(Exercise goal) Determine how many lines in the listing below include "format", and answer with only that number.

START Task inputs

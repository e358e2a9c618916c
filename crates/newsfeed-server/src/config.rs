//! Server Configuration
//!
//! Loaded once at startup from `./newsfeed_server.toml` in the working
//! directory; a missing file means all defaults. Every field carries a
//! serde default so partial files work.
//!
//! | Key                          | Default        |
//! |------------------------------|----------------|
//! | `service_endpoint`           | `0.0.0.0:8080` |
//! | `aws_region`                 | `us-east-1`    |
//! | `aws_access_key_id`          | *(required)*   |
//! | `aws_secret_key`             | *(required)*   |
//! | `db_req_max_retry_count`     | `2`            |
//! | `db_req_retry_interval_ms`   | `30`           |
//! | `db_old_news_purge_age_secs` | `60`           |
//! | `news_polling_interval_secs` | `5`            |
//!
//! Every key also accepts its historical camelCase spelling
//! (`serviceEndpoint`, `dbReqMaxRetryCount`, ...).
//!
//! The credentials are only required for the DynamoDB backend; the
//! development backend (`NEWSFEED_USE_MEMORY_STORE=1`) ignores them.

use std::path::Path;
use std::time::Duration;

use anyhow::Context;
use newsfeed_store::RetryPolicy;
use serde::{Deserialize, Serialize};

/// Config file location, relative to the working directory.
pub const CONFIG_PATH: &str = "./newsfeed_server.toml";

#[derive(Debug, Clone, Serialize, Deserialize)]
pub struct Config {
    /// Bind address of the listening endpoint.
    #[serde(default = "default_service_endpoint", alias = "serviceEndpoint")]
    pub service_endpoint: String,

    /// Backing-store region.
    #[serde(default = "default_aws_region", alias = "awsRegion")]
    pub aws_region: String,

    #[serde(default, alias = "awsAccessKeyId")]
    pub aws_access_key_id: String,

    #[serde(default, alias = "awsSecretKey")]
    pub aws_secret_key: String,

    /// Attempts per store request, first try included.
    #[serde(default = "default_db_req_max_retry_count", alias = "dbReqMaxRetryCount")]
    pub db_req_max_retry_count: u32,

    /// Sleep between store request attempts.
    #[serde(default = "default_db_req_retry_interval_ms", alias = "dbReqRetryIntervalMs")]
    pub db_req_retry_interval_ms: u64,

    /// News older than this is swept when a user unsubscribes.
    #[serde(default = "default_db_old_news_purge_age_secs", alias = "dbOldNewsPurgeAgeSecs")]
    pub db_old_news_purge_age_secs: u64,

    /// Poll period of the per-session news writer loop.
    #[serde(default = "default_news_polling_interval_secs", alias = "newsPollingIntervalSecs")]
    pub news_polling_interval_secs: u64,
}

impl Default for Config {
    fn default() -> Self {
        Self {
            service_endpoint: default_service_endpoint(),
            aws_region: default_aws_region(),
            aws_access_key_id: String::new(),
            aws_secret_key: String::new(),
            db_req_max_retry_count: default_db_req_max_retry_count(),
            db_req_retry_interval_ms: default_db_req_retry_interval_ms(),
            db_old_news_purge_age_secs: default_db_old_news_purge_age_secs(),
            news_polling_interval_secs: default_news_polling_interval_secs(),
        }
    }
}

impl Config {
    /// Load from the conventional path, falling back to defaults when the
    /// file does not exist.
    pub fn load() -> anyhow::Result<Self> {
        Self::load_from(Path::new(CONFIG_PATH))
    }

    pub fn load_from(path: &Path) -> anyhow::Result<Self> {
        if !path.exists() {
            return Ok(Self::default());
        }

        let contents = std::fs::read_to_string(path)
            .with_context(|| format!("failed to read config file {}", path.display()))?;
        toml::from_str(&contents)
            .with_context(|| format!("failed to parse config file {}", path.display()))
    }

    pub fn retry_policy(&self) -> RetryPolicy {
        RetryPolicy {
            max_attempts: self.db_req_max_retry_count,
            retry_interval: Duration::from_millis(self.db_req_retry_interval_ms),
        }
    }

    pub fn purge_age(&self) -> Duration {
        Duration::from_secs(self.db_old_news_purge_age_secs)
    }

    pub fn polling_interval(&self) -> Duration {
        Duration::from_secs(self.news_polling_interval_secs)
    }
}

fn default_service_endpoint() -> String {
    "0.0.0.0:8080".to_string()
}

fn default_aws_region() -> String {
    "us-east-1".to_string()
}

fn default_db_req_max_retry_count() -> u32 {
    2
}

fn default_db_req_retry_interval_ms() -> u64 {
    30
}

fn default_db_old_news_purge_age_secs() -> u64 {
    60
}

fn default_news_polling_interval_secs() -> u64 {
    5
}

END Task inputs

(Exercise answer) 2